講座題目:Do Professional Forecasters consider Others' Forecasts in their Phillips Curve Belief? Evidence from Functional Data Analysis
講座時間:2022年11月29日星期二下午18:00-19:30
講座方式:騰訊會議ID:880-827-750
密碼:221129
講座鏈接:https://meeting.tencent.com/dm/FjnslReB8rED
主 講 人:
Shixuan Wang is an Associate Professor in Economics at the University of Reading. His main research focuses on the econometrics of change-points (structural breaks), functional data analysis, and empirical applications of those in macroeconomics and finance. Additionally, he is also interested in using techniques of data analytics and machine learning for operations management. His research has been published in Annals of Statistics, Journal of Econometrics, Journal of Business & Economic Statistics, European Journal of Operational Research, among others. He serves as an Associate Editor of the International Journal of Finance and Economics (Wiley) which has an Association of Business Schools 3* ranking.
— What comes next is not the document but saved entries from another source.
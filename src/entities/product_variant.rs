use rust_decimal::Decimal;
use sea_orm::entity::prelude::*;
use serde::{Deserialize, Serialize};

/// Purchasable configuration of a product: color/size combination with its
/// own price, stock count and SKU. The (product, color, size) triple and the
/// SKU are unique. Order items reference variants with a protected FK, so a
/// variant that has been sold cannot be deleted.
#[derive(Clone, Debug, PartialEq, Eq, DeriveEntityModel, Serialize, Deserialize)]
#[sea_orm(table_name = "product_variants")]
pub struct Model {
    #[sea_orm(primary_key)]
    pub id: i64,
    pub product_id: i64,
    pub color_id: Option<i64>,
    pub size_id: Option<i64>,
    pub stock_quantity: i32,
    #[sea_orm(column_type = "Decimal(Some((10, 2)))")]
    pub price: Decimal,
    pub sku: String,
    pub image: Option<String>,
}

#[derive(Copy, Clone, Debug, EnumIter, DeriveRelation)]
pub enum Relation {
    #[sea_orm(
        belongs_to = "super::product::Entity",
        from = "Column::ProductId",
        to = "super::product::Column::Id"
    )]
    Product,
    #[sea_orm(
        belongs_to = "super::color::Entity",
        from = "Column::ColorId",
        to = "super::color::Column::Id"
    )]
    Color,
    #[sea_orm(
        belongs_to = "super::size::Entity",
        from = "Column::SizeId",
        to = "super::size::Column::Id"
    )]
    Size,
    #[sea_orm(has_many = "super::order_item::Entity")]
    OrderItems,
}

impl Related<super::product::Entity> for Entity {
    fn to() -> RelationDef {
        Relation::Product.def()
    }
}

impl Related<super::color::Entity> for Entity {
    fn to() -> RelationDef {
        Relation::Color.def()
    }
}

impl Related<super::size::Entity> for Entity {
    fn to() -> RelationDef {
        Relation::Size.def()
    }
}

impl Related<super::order_item::Entity> for Entity {
    fn to() -> RelationDef {
        Relation::OrderItems.def()
    }
}

impl ActiveModelBehavior for ActiveModel {}
use crate::{errors::ServiceError, AppState};
use axum::{
    extract::{Path, State},
    http::{header, StatusCode},
    response::{IntoResponse, Response},
};

/// Offset between the retired storefront's product numbering and the ids
/// carried over into the current catalog.
const LEGACY_ID_OFFSET: i64 = 1000;

/// Redirects product links from the retired storefront.
///
/// A numeric id is shifted by [`LEGACY_ID_OFFSET`] and, when the mapped
/// product exists, answered with a permanent redirect to its canonical API
/// path. Everything else gets a temporary redirect to the tech type listing
/// so stale links still land somewhere useful.
pub async fn old_product_redirect(
    State(state): State<AppState>,
    Path(old_id): Path<String>,
) -> Result<Response, ServiceError> {
    if let Some(id) = map_old_id(&old_id) {
        match state.services.products.get_product(id).await {
            Ok(product) => {
                return Ok(redirect(
                    StatusCode::MOVED_PERMANENTLY,
                    format!("/api/v1/products/{}", product.id),
                ));
            }
            Err(ServiceError::NotFound(_)) => {}
            Err(err) => return Err(err),
        }
    }

    Ok(redirect(StatusCode::FOUND, "/api/v1/tech-types".to_string()))
}

fn map_old_id(raw: &str) -> Option<i64> {
    raw.parse::<i64>().ok()?.checked_add(LEGACY_ID_OFFSET)
}

fn redirect(status: StatusCode, location: String) -> Response {
    (status, [(header::LOCATION, location)]).into_response()
}

#[cfg(test)]
mod tests {
    use super::*;
    use test_case::test_case;

    #[test_case("5", Some(1005); "regular id")]
    #[test_case("0", Some(1000); "zero id")]
    #[test_case("abc", None; "letters")]
    #[test_case("", None; "empty")]
    #[test_case("12abc", None; "trailing letters")]
    fn old_ids_map_through_the_offset(raw: &str, expected: Option<i64>) {
        assert_eq!(map_old_id(raw), expected);
    }

    #[test]
    fn overflow_does_not_map() {
        assert_eq!(map_old_id(&i64::MAX.to_string()), None);
    }
}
Before joining the University of Reading in 2018, he was a postdoctoral research associate in statistical forecasting at Cardiff Business School, Cardiff University, where he worked on an Engineering and Physical Sciences Research Council (EPSRC) project. In 2017, he obtained his doctoral degree at University of Birmingham with full scholarship from the Economic and Social Research Council (ESRC), UK. He was awarded a Royal Economic Society (RES) junior fellowship in 2016.
講座簡介:
We employ tools in functional data analysis to examine whether professional forecasters’ belief in the Phillips Curve is affected by others' historical forecasts. To efficiently extract most useful information, we use functional principal component analysis on the density curves of the professional forecasters’ historical forecasts, which needs a suitable transform in order to be viewed as functional data in a Hilbert space. Our results show that the first three functional principal components are nonlinear measures of disagreement, skewness, and kurtosis. Based on the functional principal component regression, 45% of professional forecasters do consider others' historical forecasts, which affects their Phillips curve belief. Specifically, professional forecasters mostly consider the disagreement of others' forecasts, while skewness and kurtosis are also occasionally used.
This is a joint work with Michael P. Clement.